_What is being asked:_
Every record, from first to last, should be written out again exactly.

** Opening Supplied records block **

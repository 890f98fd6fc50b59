use log::{info, warn};
use sea_orm::{ConnectOptions, ConnectionTrait, Database, DatabaseConnection, DbBackend, DbErr, Statement};
use std::fs;
use std::path::Path;
use std::time::Duration;

use crate::config::AppConfig;

const SQLITE_SCHEMA: &str = include_str!("../schema-sqlite.sql");
const POSTGRES_SCHEMA: &str = include_str!("../schema-postgres.sql");

pub async fn connect_db(config: &AppConfig) -> Result<DatabaseConnection, DbErr> {
    if config.is_sqlite() {
        ensure_sqlite_file(&config.database_url());
    }
    let mut opt = ConnectOptions::new(config.database_url());
    opt.max_connections(config.max_connections)
        .acquire_timeout(Duration::from_secs(8))
        .sqlx_logging(false);
    let db = Database::connect(opt).await?;
    init_schema(&db).await?;
    Ok(db)
}

/// Creates the SQLite file and its directory up front; sqlx refuses to open a
/// missing file without `mode=rwc`.
fn ensure_sqlite_file(url: &str) {
    if url.contains(":memory:") {
        return;
    }
    let path = url.trim_start_matches("sqlite://").trim_start_matches("sqlite:");
    let path = Path::new(path.split('?').next().unwrap_or(path));
    if let Some(dir) = path.parent().filter(|d| !d.as_os_str().is_empty()) {
        if let Err(e) = fs::create_dir_all(dir) {
            warn!("cannot create {}: {}", dir.display(), e);
        }
    }
    if let Err(e) = fs::OpenOptions::new().create(true).append(true).open(path) {
        warn!("cannot create sqlite file {}: {}", path.display(), e);
    }
}

/// Applies the schema script for the connected backend. Every statement is
/// `CREATE TABLE IF NOT EXISTS`, so running it against an existing database
/// is a no-op.
pub async fn init_schema<C: ConnectionTrait>(db: &C) -> Result<(), DbErr> {
    let backend = db.get_database_backend();
    let sql = match backend {
        DbBackend::Sqlite => SQLITE_SCHEMA,
        DbBackend::Postgres => POSTGRES_SCHEMA,
        DbBackend::MySql => return Err(DbErr::Custom("mysql is not supported".to_string())),
    };
    for stmt in split_sql(sql) {
        db.execute(Statement::from_string(backend, stmt)).await?;
    }
    info!("schema ready ({:?})", backend);
    Ok(())
}

fn split_sql(script: &str) -> Vec<String> {
    let body = script
        .lines()
        .filter(|line| !line.trim_start().starts_with("--"))
        .collect::<Vec<_>>()
        .join("\n");
    body.split(';')
        .map(str::trim)
        .filter(|stmt| !stmt.is_empty())
        .map(str::to_owned)
        .collect()
}

#[cfg(test)]
pub async fn memory_db() -> DatabaseConnection {
    let mut opt = ConnectOptions::new("sqlite::memory:".to_string());
    opt.max_connections(1).sqlx_logging(false);
    let db = Database::connect(opt).await.expect("in-memory sqlite");
    init_schema(&db).await.expect("schema");
    db
}

/// File-backed database with a multi-connection pool, for tests where
/// callers must actually overlap.
#[cfg(test)]
pub async fn file_db(dir: &Path) -> DatabaseConnection {
    let mut config = AppConfig::for_tests();
    config.database_url = None;
    config.sqlite_path = dir.join("blog.sqlite").display().to_string();
    config.max_connections = 8;
    connect_db(&config).await.expect("file sqlite")
}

** Closing Supplied records block **

_Written reply:_
repository 890f98fd6fc50b59
use log::{info, warn};
use sea_orm::{ConnectOptions, ConnectionTrait, Database, DatabaseConnection, DbBackend, DbErr, Statement};
use std::fs;
use std::path::Path;
use std::time::Duration;

use crate::config::AppConfig;

const SQLITE_SCHEMA: &str = include_str!("../schema-sqlite.sql");
const POSTGRES_SCHEMA: &str = include_str!("../schema-postgres.sql");

pub async fn connect_db(config: &AppConfig) -> Result<DatabaseConnection, DbErr> {
    if config.is_sqlite() {
        ensure_sqlite_file(&config.database_url());
    }
    let mut opt = ConnectOptions::new(config.database_url());
    opt.max_connections(config.max_connections)
        .acquire_timeout(Duration::from_secs(8))
        .sqlx_logging(false);
    let db = Database::connect(opt).await?;
    init_schema(&db).await?;
    Ok(db)
}

/// Creates the SQLite file and its directory up front; sqlx refuses to open a
/// missing file without `mode=rwc`.
fn ensure_sqlite_file(url: &str) {
    if url.contains(":memory:") {
        return;
    }
    let path = url.trim_start_matches("sqlite://").trim_start_matches("sqlite:");
    let path = Path::new(path.split('?').next().unwrap_or(path));
    if let Some(dir) = path.parent().filter(|d| !d.as_os_str().is_empty()) {
        if let Err(e) = fs::create_dir_all(dir) {
            warn!("cannot create {}: {}", dir.display(), e);
        }
    }
    if let Err(e) = fs::OpenOptions::new().create(true).append(true).open(path) {
        warn!("cannot create sqlite file {}: {}", path.display(), e);
    }
}

/// Applies the schema script for the connected backend. Every statement is
/// `CREATE TABLE IF NOT EXISTS`, so running it against an existing database
/// is a no-op.
pub async fn init_schema<C: ConnectionTrait>(db: &C) -> Result<(), DbErr> {
    let backend = db.get_database_backend();
    let sql = match backend {
        DbBackend::Sqlite => SQLITE_SCHEMA,
        DbBackend::Postgres => POSTGRES_SCHEMA,
        DbBackend::MySql => return Err(DbErr::Custom("mysql is not supported".to_string())),
    };
    for stmt in split_sql(sql) {
        db.execute(Statement::from_string(backend, stmt)).await?;
    }
    info!("schema ready ({:?})", backend);
    Ok(())
}

fn split_sql(script: &str) -> Vec<String> {
    let body = script
        .lines()
        .filter(|line| !line.trim_start().starts_with("--"))
        .collect::<Vec<_>>()
        .join("\n");
    body.split(';')
        .map(str::trim)
        .filter(|stmt| !stmt.is_empty())
        .map(str::to_owned)
        .collect()
}

#[cfg(test)]
pub async fn memory_db() -> DatabaseConnection {
    let mut opt = ConnectOptions::new("sqlite::memory:".to_string());
    opt.max_connections(1).sqlx_logging(false);
    let db = Database::connect(opt).await.expect("in-memory sqlite");
    init_schema(&db).await.expect("schema");
    db
}

/// File-backed database with a multi-connection pool, for tests where
/// callers must actually overlap.
#[cfg(test)]
pub async fn file_db(dir: &Path) -> DatabaseConnection {
    let mut config = AppConfig::for_tests();
    config.database_url = None;
    config.sqlite_path = dir.join("blog.sqlite").display().to_string();
    config.max_connections = 8;
    connect_db(&config).await.expect("file sqlite")
}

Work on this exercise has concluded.